General characteristics
- Type: Submarine
- Displacement: 291 long tons (296 t) surfaced; 326 long tons (331 t) submerged;
- Length: 43.3 m (142 ft 1 in)
- Beam: 4.14 m (13 ft 7 in)
- Draft: 3.43 m (11 ft 3 in)
- Installed power: 600 hp (450 kW) (gasoline engines); 300 hp (220 kW) (electric motors);
- Propulsion: Gasoline engines; Electric motors; 1 shaft;
- Speed: 12 knots (22 km/h; 14 mph) surfaced; 7 knots (13 km/h; 8.1 mph) submerged;
- Range: 660 nmi (1,220 km; 760 mi) at 12 knots (surfaced); 60 nmi (110 km; 69 mi) at 4 knots (7.4 km/h; 4.6 mph) (submerged);
- Test depth: 30.5 m (100 ft)
- Complement: 26 officers and enlisted
- Armament: 2 × 18 in (460 mm) bow torpedo tubes (4 × torpedoes); 1 × machine gun;

= Ha-3-class submarine =

The Ha-3-class submarine (波三型潜水艦, Ha-san-gata sensuikan) was an early class of submarines of the Imperial Japanese Navy.

==Background==
Along with placing orders with Vickers at Barrow-in-Furness in the UK for two British C-class submarines, which were commissioned into the Imperial Japanese Navy as the , the Japanese government ordered another three vessels, which were received as knock-down kits.

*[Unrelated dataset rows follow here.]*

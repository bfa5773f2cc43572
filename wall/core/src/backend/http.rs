//! HTTP Backend Implementation
//!
//! Talks to the wall server's JSON API:
//!
//! - `GET /api/wishes[?since=N]` - list-since
//! - `POST /api/wish` - submit
//!
//! Both endpoints always answer with a JSON body carrying an `ok` flag, even
//! for validation failures (HTTP 400), so the body is decoded before the
//! status is considered.

use async_trait::async_trait;
use serde::de::DeserializeOwned;

use super::traits::{BackendError, WallBackend};
use crate::config::ServerConfig;
use crate::entry::{Entry, EntryId, ListResponse, SubmitRequest, SubmitResponse};

/// HTTP client for the wall server
#[derive(Clone)]
pub struct HttpBackend {
    /// Base URL, without trailing slash
    base_url: String,
    /// HTTP client
    http_client: reqwest::Client,
}

impl HttpBackend {
    /// Create a backend from server settings
    pub fn new(config: &ServerConfig) -> Result<Self, BackendError> {
        let http_client = reqwest::Client::builder()
            .timeout(config.request_timeout())
            .build()
            .map_err(|e| BackendError::Transport(format!("failed to create HTTP client: {e}")))?;

        Ok(Self {
            base_url: config.base_url(),
            http_client,
        })
    }

    /// Base URL this backend talks to
    #[must_use]
    pub fn base_url(&self) -> &str {
        &self.base_url
    }

    /// List endpoint URL for a cursor
    fn list_url(&self, cursor: u64) -> String {
        if cursor > 0 {
            format!("{}/api/wishes?since={}", self.base_url, cursor)
        } else {
            format!("{}/api/wishes", self.base_url)
        }
    }

    /// Submit endpoint URL
    fn submit_url(&self) -> String {
        format!("{}/api/wish", self.base_url)
    }

    async fn decode<T: DeserializeOwned>(response: reqwest::Response) -> Result<T, BackendError> {
        response.json::<T>().await.map_err(|e| {
            if e.is_decode() {
                BackendError::Decode(e.to_string())
            } else {
                BackendError::Transport(e.to_string())
            }
        })
    }
}

#[async_trait]
impl WallBackend for HttpBackend {
    fn name(&self) -> &'static str {
        "http"
    }

    async fn health_check(&self) -> bool {
        self.http_client
            .get(self.list_url(u64::MAX))
            .send()
            .await
            .is_ok()
    }

    async fn list_since(&self, cursor: u64) -> Result<Vec<Entry>, BackendError> {
        let url = self.list_url(cursor);
        tracing::trace!(%url, "Listing entries");

        let response = self
            .http_client
            .get(&url)
            .send()
            .await
            .map_err(|e| BackendError::Transport(e.to_string()))?;

        let body: ListResponse = Self::decode(response).await?;
        if !body.ok {
            return Err(BackendError::Server(
                body.error.unwrap_or_else(|| "ok=false".to_string()),
            ));
        }
        Ok(body.items)
    }

    async fn submit(&self, request: &SubmitRequest) -> Result<EntryId, BackendError> {
        let response = self
            .http_client
            .post(self.submit_url())
            .json(request)
            .send()
            .await
            .map_err(|e| BackendError::Transport(e.to_string()))?;

        let body: SubmitResponse = Self::decode(response).await?;
        match (body.ok, body.id) {
            (true, Some(id)) => Ok(id),
            (true, None) => Err(BackendError::Decode("accepted without an id".to_string())),
            (false, _) => Err(BackendError::Rejected(
                body.error.unwrap_or_else(|| "submission rejected".to_string()),
            )),
        }
    }
}
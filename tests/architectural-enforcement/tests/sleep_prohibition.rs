//! Integration Test: Sleep Prohibition
//!
//! **Policy**: Production code MUST NOT call sleep methods. Card motion is
//! driven by frames and polling by cadence timestamps, never by waiting.
//! **Exception**: the frame timer arm of the TUI event loop.

use architectural_enforcement::{assert_clean, rust_files, scan};

fn is_sleep(code: &str) -> bool {
    code.contains("::sleep(") || code.contains(".sleep(")
}

#[test]
fn test_no_sleep_in_wall_engine() {
    assert!(!rust_files("wall/core/src").is_empty(), "engine sources not found");
    let violations = scan("wall/core/src", |_, code| is_sleep(code));
    assert_clean("Sleep calls in the wall engine", &violations);
}

#[test]
fn test_tui_sleeps_only_for_frames() {
    let violations = scan("tui/src", |path, code| {
        let frame_timer = path.ends_with("tui/src/app.rs") && code.contains("FRAME_INTERVAL");
        is_sleep(code) && !frame_timer
    });
    assert_clean("Sleep calls outside the frame timer", &violations);
}

#[test]
fn test_no_thread_sleep_anywhere() {
    let mut violations = scan("wall/core/src", |_, code| code.contains("thread::sleep"));
    violations.extend(scan("tui/src", |_, code| code.contains("thread::sleep")));
    assert_clean("Blocking thread::sleep in async code", &violations);
}
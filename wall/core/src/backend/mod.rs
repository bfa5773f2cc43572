//! Wall Backend Integration
//!
//! Abstracted access to the wall server through a common trait.
//!
//! # Available Backends
//!
//! - **HTTP**: the wall server's JSON API (default)
//! - **Memory**: an in-process server for demo mode and tests
//!
//! # Usage
//!
//! ```ignore
//! use driftwall_core::backend::{HttpBackend, WallBackend};
//! use driftwall_core::config::ServerConfig;
//!
//! let backend = HttpBackend::new(&ServerConfig::default())?;
//! let entries = backend.list_since(0).await?;
//! ```

mod http;
mod memory;
mod traits;

pub use http::HttpBackend;
pub use memory::{sanitize, MemoryBackend, RevealPolicy, MAX_NAME_CHARS, MAX_TEXT_CHARS};
pub use traits::{BackendError, WallBackend};
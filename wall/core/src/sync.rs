//! Sync Client - Incremental Polling
//!
//! Pulls new entries from the wall server and feeds them to the registry.
//!
//! # Design
//!
//! ```text
//! begin() ──► PollTicket ──► (network, possibly on another task) ──► finish()
//!    │                                                                 │
//!    └─ None while a poll is in flight or after close()                └─ sort, ingest, advance cursor
//! ```
//!
//! - The cursor only moves forward: `cursor = max(cursor, highest id seen)`.
//!   Duplicates still count toward the highest id.
//! - A failed poll leaves the cursor where it was; the next interval retries
//!   from the same point.
//! - At most one poll is in flight. The ticket is the proof.

use std::sync::Arc;
use std::time::{Duration, Instant};

use thiserror::Error;
use tokio::task::JoinHandle;

use crate::backend::{BackendError, WallBackend};
use crate::entry::{Entry, EntryId};
use crate::registry::RegisterResult;

/// Why a poll produced nothing
#[derive(Debug, Clone, Error, PartialEq, Eq)]
pub enum SyncError {
    /// The request never completed
    #[error("network error: {0}")]
    Network(String),

    /// The server answered with `ok: false`
    #[error("server rejected poll: {0}")]
    Rejected(String),

    /// The response could not be understood
    #[error("malformed response: {0}")]
    Decode(String),

    /// Another poll is still in flight
    #[error("a poll is already in flight")]
    Busy,

    /// The client has been closed
    #[error("sync client closed")]
    Closed,
}

impl From<BackendError> for SyncError {
    fn from(err: BackendError) -> Self {
        match err {
            BackendError::Transport(msg) => Self::Network(msg),
            BackendError::Decode(msg) => Self::Decode(msg),
            BackendError::Server(msg) | BackendError::Rejected(msg) => Self::Rejected(msg),
        }
    }
}

/// Proof that a poll is in flight
///
/// Obtained from [`SyncClient::begin`] and consumed by [`SyncClient::finish`].
#[derive(Debug, PartialEq, Eq)]
#[must_use = "a poll ticket must be finished or the client stays busy"]
pub struct PollTicket {
    seq: u64,
    cursor: u64,
}

impl PollTicket {
    /// Cursor to send with the request
    #[must_use]
    pub fn cursor(&self) -> u64 {
        self.cursor
    }
}

/// Result of one successful poll
#[derive(Debug, Clone, Default, PartialEq, Eq)]
pub struct PollOutcome {
    /// Newly registered ids, ascending
    pub inserted: Vec<EntryId>,
    /// Entries that were already on the wall
    pub duplicates: usize,
    /// Cursor after the poll
    pub cursor: u64,
    /// Whether this was the first successful poll
    pub initial: bool,
}

/// When the next poll is due
#[derive(Debug, Clone)]
pub struct PollCadence {
    interval: Duration,
    next_due: Option<Instant>,
}

impl PollCadence {
    /// A cadence whose first poll is due immediately
    #[must_use]
    pub fn new(interval: Duration) -> Self {
        Self {
            interval,
            next_due: None,
        }
    }

    /// Poll interval
    #[must_use]
    pub fn interval(&self) -> Duration {
        self.interval
    }

    /// Whether a poll should start at `now`
    #[must_use]
    pub fn is_due(&self, now: Instant) -> bool {
        self.next_due.map_or(true, |due| now >= due)
    }

    /// Record that a poll started at `now`
    pub fn mark(&mut self, now: Instant) {
        self.next_due = Some(now + self.interval);
    }

    /// Time left until the next poll, zero when overdue
    #[must_use]
    pub fn remaining(&self, now: Instant) -> Duration {
        self.next_due
            .map_or(Duration::ZERO, |due| due.saturating_duration_since(now))
    }
}

/// Tracks the cursor and serializes polls
#[derive(Debug)]
pub struct SyncClient {
    cursor: u64,
    next_seq: u64,
    in_flight: Option<u64>,
    synced_once: bool,
    closed: bool,
    cadence: PollCadence,
}

impl SyncClient {
    /// Create a client at cursor 0
    #[must_use]
    pub fn new(interval: Duration) -> Self {
        Self {
            cursor: 0,
            next_seq: 0,
            in_flight: None,
            synced_once: false,
            closed: false,
            cadence: PollCadence::new(interval),
        }
    }

    /// Highest id ever observed
    #[must_use]
    pub fn cursor(&self) -> u64 {
        self.cursor
    }

    /// Whether a poll is in flight
    #[must_use]
    pub fn is_polling(&self) -> bool {
        self.in_flight.is_some()
    }

    /// Whether [`close`](Self::close) has been called
    #[must_use]
    pub fn is_closed(&self) -> bool {
        self.closed
    }

    /// The poll cadence
    #[must_use]
    pub fn cadence(&self) -> &PollCadence {
        &self.cadence
    }

    /// Whether a poll may start at `now`
    #[must_use]
    pub fn is_due(&self, now: Instant) -> bool {
        !self.closed && self.in_flight.is_none() && self.cadence.is_due(now)
    }

    /// Start a poll at `now`
    ///
    /// Returns `None` while another poll is in flight or after close.
    pub fn begin(&mut self, now: Instant) -> Option<PollTicket> {
        if self.closed || self.in_flight.is_some() {
            return None;
        }

        self.next_seq += 1;
        self.in_flight = Some(self.next_seq);
        self.cadence.mark(now);
        tracing::trace!(cursor = self.cursor, seq = self.next_seq, "Poll started");
        Some(PollTicket {
            seq: self.next_seq,
            cursor: self.cursor,
        })
    }

    /// Complete a poll with the backend's answer
    ///
    /// Entries are handed to `ingest` in ascending id order. On failure the
    /// cursor is unchanged and the error is logged.
    pub fn finish<F>(
        &mut self,
        ticket: PollTicket,
        result: Result<Vec<Entry>, BackendError>,
        mut ingest: F,
    ) -> Result<PollOutcome, SyncError>
    where
        F: FnMut(Entry) -> RegisterResult,
    {
        if self.in_flight == Some(ticket.seq) {
            self.in_flight = None;
        }
        if self.closed {
            return Err(SyncError::Closed);
        }

        let mut entries = match result {
            Ok(entries) => entries,
            Err(err) => {
                let err = SyncError::from(err);
                tracing::warn!(cursor = self.cursor, error = %err, "Poll failed");
                return Err(err);
            }
        };
        entries.sort_by_key(|entry| entry.id);

        let mut outcome = PollOutcome {
            initial: !self.synced_once,
            ..PollOutcome::default()
        };
        for entry in entries {
            let id = entry.id;
            if id.as_u64() <= ticket.cursor {
                tracing::debug!(%id, cursor = ticket.cursor, "Server returned entry behind cursor");
            }
            match ingest(entry) {
                RegisterResult::Inserted => outcome.inserted.push(id),
                RegisterResult::Duplicate => outcome.duplicates += 1,
            }
            self.cursor = self.cursor.max(id.as_u64());
        }

        self.synced_once = true;
        outcome.cursor = self.cursor;
        if !outcome.inserted.is_empty() {
            tracing::debug!(
                inserted = outcome.inserted.len(),
                duplicates = outcome.duplicates,
                cursor = self.cursor,
                "Poll complete"
            );
        }
        Ok(outcome)
    }

    /// Run one full poll against `backend`
    pub async fn poll<B, F>(
        &mut self,
        backend: &B,
        now: Instant,
        ingest: F,
    ) -> Result<PollOutcome, SyncError>
    where
        B: WallBackend + ?Sized,
        F: FnMut(Entry) -> RegisterResult,
    {
        let ticket = match self.begin(now) {
            Some(ticket) => ticket,
            None if self.closed => return Err(SyncError::Closed),
            None => return Err(SyncError::Busy),
        };
        let result = backend.list_since(ticket.cursor()).await;
        self.finish(ticket, result, ingest)
    }

    /// Forget an in-flight poll whose ticket was lost
    ///
    /// The cursor is unchanged, so the next poll repeats the same request.
    pub fn abandon(&mut self) {
        if let Some(seq) = self.in_flight.take() {
            tracing::warn!(seq, cursor = self.cursor, "Abandoned in-flight poll");
        }
    }

    /// Stop polling for good
    pub fn close(&mut self) {
        if !self.closed {
            self.closed = true;
            tracing::debug!(cursor = self.cursor, "Sync client closed");
        }
    }
}

/// A fetched poll answer together with the ticket it belongs to
pub type FetchResult = (PollTicket, Result<Vec<Entry>, BackendError>);

/// Run a poll's request on the tokio runtime
///
/// The handle resolves to the ticket and the backend's answer, ready for
/// [`SyncClient::finish`].
pub fn spawn_fetch<B>(backend: Arc<B>, ticket: PollTicket) -> JoinHandle<FetchResult>
where
    B: WallBackend + ?Sized + 'static,
{
    tokio::spawn(async move {
        let result = backend.list_since(ticket.cursor()).await;
        (ticket, result)
    })
}
//! Compositor Layer

use ratatui::buffer::Buffer;
use ratatui::layout::Rect;

use super::LayerId;

/// One independently positioned drawing surface
pub struct Layer {
    /// Layer identity
    pub id: LayerId,
    /// Screen position and size
    pub bounds: Rect,
    /// Higher draws on top
    pub z_index: i32,
    /// Hidden layers neither draw nor receive clicks
    pub visible: bool,
    /// Opaque layers cover what is beneath, spaces included
    pub opaque: bool,
    /// Layer-local contents, origin at (0, 0)
    pub buffer: Buffer,
}

impl Layer {
    /// Create an empty layer
    pub fn new(id: LayerId, bounds: Rect, z_index: i32) -> Self {
        Self {
            id,
            bounds,
            z_index,
            visible: true,
            opaque: false,
            buffer: Buffer::empty(Rect::new(0, 0, bounds.width, bounds.height)),
        }
    }

    /// Whether a screen cell falls inside the layer
    #[must_use]
    pub fn contains(&self, x: u16, y: u16) -> bool {
        x >= self.bounds.x
            && y >= self.bounds.y
            && u32::from(x) < u32::from(self.bounds.x) + u32::from(self.bounds.width)
            && u32::from(y) < u32::from(self.bounds.y) + u32::from(self.bounds.height)
    }
}
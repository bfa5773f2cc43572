//! Time Sources
//!
//! The motion scheduler never reads the system clock directly. It is handed
//! a [`Clock`] so tests can drive time by hand and so a long suspension
//! (a backgrounded terminal, a paused field) is just another clamped `dt`.
//!
//! The reveal gate of the in-memory backend needs calendar time rather than
//! monotonic time; that is what [`Calendar`] is for.

use std::sync::atomic::{AtomicU64, Ordering};
use std::sync::Arc;
use std::time::{Duration, Instant};

use chrono::NaiveDateTime;

/// Monotonic time source
pub trait Clock: Send + Sync {
    /// Current monotonic instant
    fn now(&self) -> Instant;
}

/// The real monotonic clock
#[derive(Debug, Clone, Copy, Default)]
pub struct MonotonicClock;

impl Clock for MonotonicClock {
    fn now(&self) -> Instant {
        Instant::now()
    }
}

/// Hand-driven clock for deterministic tests and replays
///
/// Clones share the same timeline, so a test can keep one handle while the
/// engine owns another.
#[derive(Debug, Clone)]
pub struct ManualClock {
    origin: Instant,
    elapsed_nanos: Arc<AtomicU64>,
}

impl ManualClock {
    /// Create a clock frozen at an arbitrary origin
    #[must_use]
    pub fn new() -> Self {
        Self {
            origin: Instant::now(),
            elapsed_nanos: Arc::new(AtomicU64::new(0)),
        }
    }

    /// Move time forward
    pub fn advance(&self, by: Duration) {
        let nanos = u64::try_from(by.as_nanos()).unwrap_or(u64::MAX);
        self.elapsed_nanos.fetch_add(nanos, Ordering::SeqCst);
    }

    /// Time elapsed since the origin
    #[must_use]
    pub fn elapsed(&self) -> Duration {
        Duration::from_nanos(self.elapsed_nanos.load(Ordering::SeqCst))
    }
}

impl Default for ManualClock {
    fn default() -> Self {
        Self::new()
    }
}

impl Clock for ManualClock {
    fn now(&self) -> Instant {
        self.origin + self.elapsed()
    }
}

/// Wall-calendar time source (server local time)
pub trait Calendar: Send + Sync {
    /// Current local date and time
    fn now(&self) -> NaiveDateTime;
}

/// The system's local calendar
#[derive(Debug, Clone, Copy, Default)]
pub struct LocalCalendar;

impl Calendar for LocalCalendar {
    fn now(&self) -> NaiveDateTime {
        chrono::Local::now().naive_local()
    }
}

/// A calendar that reads from a shared, settable timestamp
#[derive(Debug, Clone)]
pub struct FixedCalendar {
    now: Arc<parking_lot::RwLock<NaiveDateTime>>,
}

impl FixedCalendar {
    /// Create a calendar stopped at `now`
    #[must_use]
    pub fn new(now: NaiveDateTime) -> Self {
        Self {
            now: Arc::new(parking_lot::RwLock::new(now)),
        }
    }

    /// Jump to another moment
    pub fn set(&self, now: NaiveDateTime) {
        *self.now.write() = now;
    }

    /// Move forward by a chrono duration
    pub fn advance(&self, by: chrono::Duration) {
        let mut now = self.now.write();
        *now += by;
    }
}

impl Calendar for FixedCalendar {
    fn now(&self) -> NaiveDateTime {
        *self.now.read()
    }
}

#[cfg(test)]
mod tests {
    use super::*;

    #[test]
    fn test_manual_clock_shared_timeline() {
        let clock = ManualClock::new();
        let handle = clock.clone();
        let start = clock.now();

        handle.advance(Duration::from_millis(250));
        assert_eq!(clock.now() - start, Duration::from_millis(250));
        assert_eq!(clock.elapsed(), Duration::from_millis(250));
    }

    #[test]
    fn test_manual_clock_is_frozen_until_advanced() {
        let clock = ManualClock::new();
        assert_eq!(clock.now(), clock.now());
    }

    #[test]
    fn test_fixed_calendar() {
        let start = NaiveDateTime::parse_from_str("2024-05-01 09:59:59", "%Y-%m-%d %H:%M:%S")
            .unwrap();
        let cal = FixedCalendar::new(start);
        cal.advance(chrono::Duration::seconds(1));
        assert_eq!(cal.now().format("%H:%M:%S").to_string(), "10:00:00");
    }
}
//! In-Memory Backend
//!
//! A complete wall server living inside the process. Used for demo mode and
//! as a realistic backend in tests. It applies the same rules as the real
//! server:
//!
//! - names and texts are trimmed, internal whitespace collapsed, and
//!   truncated (500 / 1000 characters)
//! - empty name or text is rejected
//! - ids are assigned sequentially from 1
//! - deferred entries are revealed the next day at the configured hour
//! - list-since only returns entries whose reveal time has come

use std::sync::Arc;

use async_trait::async_trait;
use chrono::{NaiveDateTime, NaiveTime};
use parking_lot::RwLock;
use serde::{Deserialize, Serialize};

use super::traits::{BackendError, WallBackend};
use crate::clock::{Calendar, LocalCalendar};
use crate::entry::{Entry, EntryId, SubmitRequest};

/// Maximum stored name length, in characters
pub const MAX_NAME_CHARS: usize = 500;

/// Maximum stored text length, in characters
pub const MAX_TEXT_CHARS: usize = 1000;

const DEMO_ENTRIES: &[(&str, &str)] = &[
    ("Ivan", "Love each other and dance until morning!"),
    ("Maria", "May every day feel like today, full of sparkle!"),
    ("Dima", "Travel, laughter, and patience with each other!"),
    ("Anya", "Home is wherever you are together. Be happy!"),
    ("Lena", "A million kisses and zero quarrels!"),
];

/// When deferred entries become visible
#[derive(Clone, Debug, PartialEq, Eq, Serialize, Deserialize)]
#[serde(default)]
pub struct RevealPolicy {
    /// Local hour of the day after submission at which deferred entries appear
    pub hour: u32,
    /// Visible when `visible_at <= now` (true) or only when `visible_at < now`
    pub inclusive: bool,
}

impl Default for RevealPolicy {
    fn default() -> Self {
        Self {
            hour: 10,
            inclusive: true,
        }
    }
}

impl RevealPolicy {
    /// Reveal time for an entry submitted at `submitted` with deferral
    #[must_use]
    pub fn deferred_until(&self, submitted: NaiveDateTime) -> NaiveDateTime {
        let day = submitted.date().succ_opt().unwrap_or(submitted.date());
        let time = NaiveTime::from_hms_opt(self.hour, 0, 0).unwrap_or(NaiveTime::MIN);
        day.and_time(time)
    }

    /// Whether an entry revealed at `visible_at` is visible at `now`
    #[must_use]
    pub fn is_visible(&self, visible_at: NaiveDateTime, now: NaiveDateTime) -> bool {
        if self.inclusive {
            visible_at <= now
        } else {
            visible_at < now
        }
    }
}

/// Trim, collapse whitespace runs to one space, and cap the length
///
/// Only ASCII whitespace (including vertical tab) separates words, so a
/// non-breaking space stays part of the text as the wall server keeps it.
#[must_use]
pub fn sanitize(raw: &str, max_chars: usize) -> String {
    raw.split(|c: char| c.is_ascii_whitespace() || c == '\x0B')
        .filter(|word| !word.is_empty())
        .collect::<Vec<_>>()
        .join(" ")
        .chars()
        .take(max_chars)
        .collect()
}

#[derive(Debug, Clone)]
struct StoredEntry {
    entry: Entry,
    visible_at: NaiveDateTime,
}

/// In-process wall server
pub struct MemoryBackend {
    calendar: Arc<dyn Calendar>,
    policy: RevealPolicy,
    rows: RwLock<Vec<StoredEntry>>,
}

impl MemoryBackend {
    /// Create an empty backend on the local calendar
    #[must_use]
    pub fn new(policy: RevealPolicy) -> Self {
        Self::with_calendar(policy, Arc::new(LocalCalendar))
    }

    /// Create an empty backend on an explicit calendar
    #[must_use]
    pub fn with_calendar(policy: RevealPolicy, calendar: Arc<dyn Calendar>) -> Self {
        Self {
            calendar,
            policy,
            rows: RwLock::new(Vec::new()),
        }
    }

    /// Insert the demo entries, visible immediately
    pub fn seed_demo(&self) {
        let now = self.calendar.now();
        let mut rows = self.rows.write();
        for (name, text) in DEMO_ENTRIES {
            let id = EntryId::new(rows.len() as u64 + 1);
            rows.push(StoredEntry {
                entry: Entry::new(id, *name, *text, now),
                visible_at: now,
            });
        }
        tracing::info!(count = DEMO_ENTRIES.len(), "Seeded demo entries");
    }

    /// Total stored entries, visible or not
    #[must_use]
    pub fn len(&self) -> usize {
        self.rows.read().len()
    }

    /// Whether nothing has been stored yet
    #[must_use]
    pub fn is_empty(&self) -> bool {
        self.rows.read().is_empty()
    }

    /// Accept a submission synchronously
    pub fn insert(&self, request: &SubmitRequest) -> Result<EntryId, BackendError> {
        let name = sanitize(&request.name, MAX_NAME_CHARS);
        let text = sanitize(&request.text, MAX_TEXT_CHARS);
        if name.is_empty() || text.is_empty() {
            return Err(BackendError::Rejected(
                "Name and text are required".to_string(),
            ));
        }

        let now = self.calendar.now();
        let visible_at = if request.defer {
            self.policy.deferred_until(now)
        } else {
            now
        };

        let mut rows = self.rows.write();
        let id = EntryId::new(rows.len() as u64 + 1);
        rows.push(StoredEntry {
            entry: Entry::new(id, name, text, now),
            visible_at,
        });

        tracing::debug!(%id, deferred = request.defer, %visible_at, "Stored entry");
        Ok(id)
    }

    /// Visible entries past the cursor, synchronously
    #[must_use]
    pub fn visible_since(&self, cursor: u64) -> Vec<Entry> {
        let now = self.calendar.now();
        self.rows
            .read()
            .iter()
            .filter(|row| row.entry.id.as_u64() > cursor)
            .filter(|row| self.policy.is_visible(row.visible_at, now))
            .map(|row| row.entry.clone())
            .collect()
    }
}

impl Default for MemoryBackend {
    fn default() -> Self {
        Self::new(RevealPolicy::default())
    }
}

#[async_trait]
impl WallBackend for MemoryBackend {
    fn name(&self) -> &'static str {
        "memory"
    }

    async fn health_check(&self) -> bool {
        true
    }

    async fn list_since(&self, cursor: u64) -> Result<Vec<Entry>, BackendError> {
        Ok(self.visible_since(cursor))
    }

    async fn submit(&self, request: &SubmitRequest) -> Result<EntryId, BackendError> {
        self.insert(request)
    }
}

These kits were assembled at the Kure Naval Arsenal.

==Design==
Physically almost identical to the Ha-1 class, the three vessels assembled in Japan incorporated a number of improvements, including extended bow for improved seaworthiness, improved rudder for surface handling, and an increase in the size of the bridge and conning tower.

==Ships in class==
- Japanese submarine Ha-3 (波号第三潜水艦, Ha-go Dai-san sensuikan), laid down 1 August 1910; launched 5 March 1911; commissioned 12 August 1911 as Submersible No.10; reclassified as 2nd class submersible on 4 August 1916, reclassified as 3rd class submarine on 1 April 1919; renamed Ha-3 on 15 June 1923, decommissioned on 1 December 1929.
- Japanese submarine Ha-4 (波号第四潜水艦, Ha-go Dai-yon sensuikan), laid down 1 August 1910; launched 13 March 1911; commissioned 26 August 1911 as Submersible No.11; reclassified as 2nd class submersible on 4 August 1916, reclassified as 3rd class submarine on 1 April 1919; renamed Ha-4 on 15 June 1923; decommissioned on 1 December 1929.
- Japanese submarine Ha-5 (波号第五潜水艦, Ha-go Dai-go sensuikan), laid down 1 August 1910; launched 27 March 1911; commissioned 3 August 1911 as Submersible No.12; reclassified as 2nd class submersible on 4 August 1916, reclassified as 3rd class submarine on 1 April 1919; renamed Ha-5 on 15 June 1923; decommissioned on 1 December 1929.